The brutal treatment that the islanders received from the hands of their early visitors was not calculated to impress them favorably. Usually the strangers were met upon their arrival by a crowd of noisy, restless, impetuous people, as curious as children and as peaceable and friendly with all their boisterousness. The greatest fault they committed was theft, and in return numbers were shot down and innocent persons murdered. Roggeveen plainly states that his boats approached the island well armed and in great fear of the natives. The men were formed in line of battle as they disembarked, and before all were landed, Some one in the rear fired a shot, and immediately a fusilade began by these cowardly ruffians upon the unfortunate islanders, ten or twelve of whom were killed outright and as many were wounded. The admiral quietly shifts the responsibility for this outrage upon the shoulders of the second mate of the Thienhoven, who offers as an excuse that some of the natives were observed to take up stones and make threatening gestures. As soon as the astonishment and terror of the inhabitants had subsided, they sued for mercy, and everything they possessed in the way of fruits and vegetables, poultry, etc., was procured and laid as a peace offering at the feet of the Dutchman. Captain Cook afterwards received the most friendly reception possible from the same people, but he observed their great dread of fire-arms, the deadly effects of which were thoroughly understood. The landing party conducted a brisk trade, and were highly amused to witness the small thefts committed upon one another in order to obtain articles for barter, yet Lieutenant Edgecomb did not hesitate to immediately shoot with his musket a poor unfortunate who picked up a little bag of botanical specimens.

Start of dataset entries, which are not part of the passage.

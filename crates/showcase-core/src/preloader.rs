//! Startup preloader: simulated load progress with a guaranteed finish

use std::time::{Duration, Instant};

use rand::rngs::StdRng;
use rand::{Rng, SeedableRng};

/// Time between progress steps
pub const STEP_INTERVAL: Duration = Duration::from_millis(100);
/// Largest single step (exclusive)
pub const MAX_STEP: f64 = 15.0;
/// Progress is forced to 100 after this long
pub const FALLBACK: Duration = Duration::from_secs(5);
/// Length of the exit transition once loading completes
pub const EXIT_DURATION: Duration = Duration::from_millis(1500);

#[derive(Debug, Clone, Copy, PartialEq, Eq)]
pub enum PreloaderPhase {
    Loading,
    Exiting { since: Instant },
    Done,
}

/// Progress simulation driven by [`Preloader::tick`]
#[derive(Debug)]
pub struct Preloader {
    progress: f64,
    started_at: Instant,
    steps_taken: u32,
    phase: PreloaderPhase,
    rng: StdRng,
}

impl Preloader {
    pub fn new(now: Instant) -> Self {
        Self::with_rng(StdRng::from_rng(&mut rand::rng()), now)
    }

    /// Deterministic progress sequence
    pub fn with_seed(seed: u64, now: Instant) -> Self {
        Self::with_rng(StdRng::seed_from_u64(seed), now)
    }

    fn with_rng(rng: StdRng, now: Instant) -> Self {
        Self {
            progress: 0.0,
            started_at: now,
            steps_taken: 0,
            phase: PreloaderPhase::Loading,
            rng,
        }
    }

    /// Percentage in [0, 100]
    pub fn progress(&self) -> f64 {
        self.progress
    }

    pub fn phase(&self) -> PreloaderPhase {
        self.phase
    }

    pub fn is_visible(&self) -> bool {
        self.phase != PreloaderPhase::Done
    }

    pub fn stage(&self) -> &'static str {
        match self.progress {
            p if p < 30.0 => "Initializing...",
            p if p < 60.0 => "Loading assets...",
            p if p < 90.0 => "Preparing experience...",
            _ => "Ready!",
        }
    }

    /// Exit transition progress in [0, 1]; 0 while loading
    pub fn exit_progress(&self, now: Instant) -> f64 {
        match self.phase {
            PreloaderPhase::Loading => 0.0,
            PreloaderPhase::Exiting { since } => {
                crate::reveal::timing::progress_at(since, now, EXIT_DURATION)
            }
            PreloaderPhase::Done => 1.0,
        }
    }

    /// Apply every step due by `now`. Returns true when anything changed.
    pub fn tick(&mut self, now: Instant) -> bool {
        let elapsed = now.saturating_duration_since(self.started_at);

        match self.phase {
            PreloaderPhase::Loading => {
                let due = (elapsed.as_millis() / STEP_INTERVAL.as_millis()) as u32;
                let before = self.progress;

                while self.steps_taken < due && self.progress < 100.0 {
                    self.steps_taken += 1;
                    let step = self.rng.random_range(0.0..MAX_STEP);
                    self.progress = (self.progress + step).min(100.0);
                }
                if elapsed >= FALLBACK {
                    self.progress = 100.0;
                }

                if self.progress >= 100.0 {
                    tracing::debug!("Preloader complete after {:?}", elapsed);
                    self.phase = PreloaderPhase::Exiting { since: now };
                    return true;
                }
                self.progress != before
            }
            PreloaderPhase::Exiting { since } => {
                if now.saturating_duration_since(since) >= EXIT_DURATION {
                    self.phase = PreloaderPhase::Done;
                    true
                } else {
                    false
                }
            }
            PreloaderPhase::Done => false,
        }
    }

    /// Skip straight past the preloader
    pub fn skip(&mut self) {
        self.progress = 100.0;
        self.phase = PreloaderPhase::Done;
    }
}

#[cfg(test)]
mod tests {
    use super::*;

    #[test]
    fn test_progress_is_monotonic_and_capped() {
        let t0 = Instant::now();
        let mut preloader = Preloader::with_seed(7, t0);
        let mut last = 0.0;

        for i in 1..=40 {
            preloader.tick(t0 + STEP_INTERVAL * i);
            assert!(preloader.progress() >= last);
            assert!(preloader.progress() <= 100.0);
            last = preloader.progress();
        }
    }

    #[test]
    fn test_step_size_bounded() {
        let t0 = Instant::now();
        let mut preloader = Preloader::with_seed(42, t0);
        preloader.tick(t0 + STEP_INTERVAL);
        assert!(preloader.progress() < MAX_STEP);

        // Nothing happens before the first interval elapses
        let mut fresh = Preloader::with_seed(42, t0);
        assert!(!fresh.tick(t0 + Duration::from_millis(99)));
        assert_eq!(fresh.progress(), 0.0);
    }

    #[test]
    fn test_fallback_forces_completion() {
        let t0 = Instant::now();
        let mut preloader = Preloader::with_seed(1, t0);
        preloader.tick(t0 + FALLBACK);
        assert_eq!(preloader.progress(), 100.0);
        assert_eq!(preloader.stage(), "Ready!");
        assert!(matches!(preloader.phase(), PreloaderPhase::Exiting { .. }));
    }

    #[test]
    fn test_exit_then_hidden() {
        let t0 = Instant::now();
        let mut preloader = Preloader::with_seed(3, t0);
        let t1 = t0 + FALLBACK;
        preloader.tick(t1);
        assert!(preloader.is_visible());

        assert!(!preloader.tick(t1 + Duration::from_millis(500)));
        assert!(preloader.exit_progress(t1 + Duration::from_millis(750)) > 0.0);

        assert!(preloader.tick(t1 + EXIT_DURATION));
        assert!(!preloader.is_visible());
        assert_eq!(preloader.exit_progress(t1), 1.0);
    }

    #[test]
    fn test_stage_labels() {
        let t0 = Instant::now();
        let mut preloader = Preloader::with_seed(0, t0);
        assert_eq!(preloader.stage(), "Initializing...");

        preloader.progress = 45.0;
        assert_eq!(preloader.stage(), "Loading assets...");
        preloader.progress = 89.9;
        assert_eq!(preloader.stage(), "Preparing experience...");
        preloader.progress = 90.0;
        assert_eq!(preloader.stage(), "Ready!");
    }

    #[test]
    fn test_skip() {
        let mut preloader = Preloader::new(Instant::now());
        preloader.skip();
        assert!(!preloader.is_visible());
        assert_eq!(preloader.progress(), 100.0);
    }
}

Captain Beechey was received with friendly demonstrations and his boats, sent on shore for supplies, obtained bananas, yams, potatoes, sugar-cane, nets, etc., in trade, and some were thrown into the boats, leaving the strangers to make what return they chose. His journal dwells at great length upon the thieving propensity of the natives. His boats were surrounded by native swimmers, who trade off with small articles that came within reach of them, and among them were women who were not the actual plunderers, but who procured the opportunity for others by engrossing the attention of the seamen.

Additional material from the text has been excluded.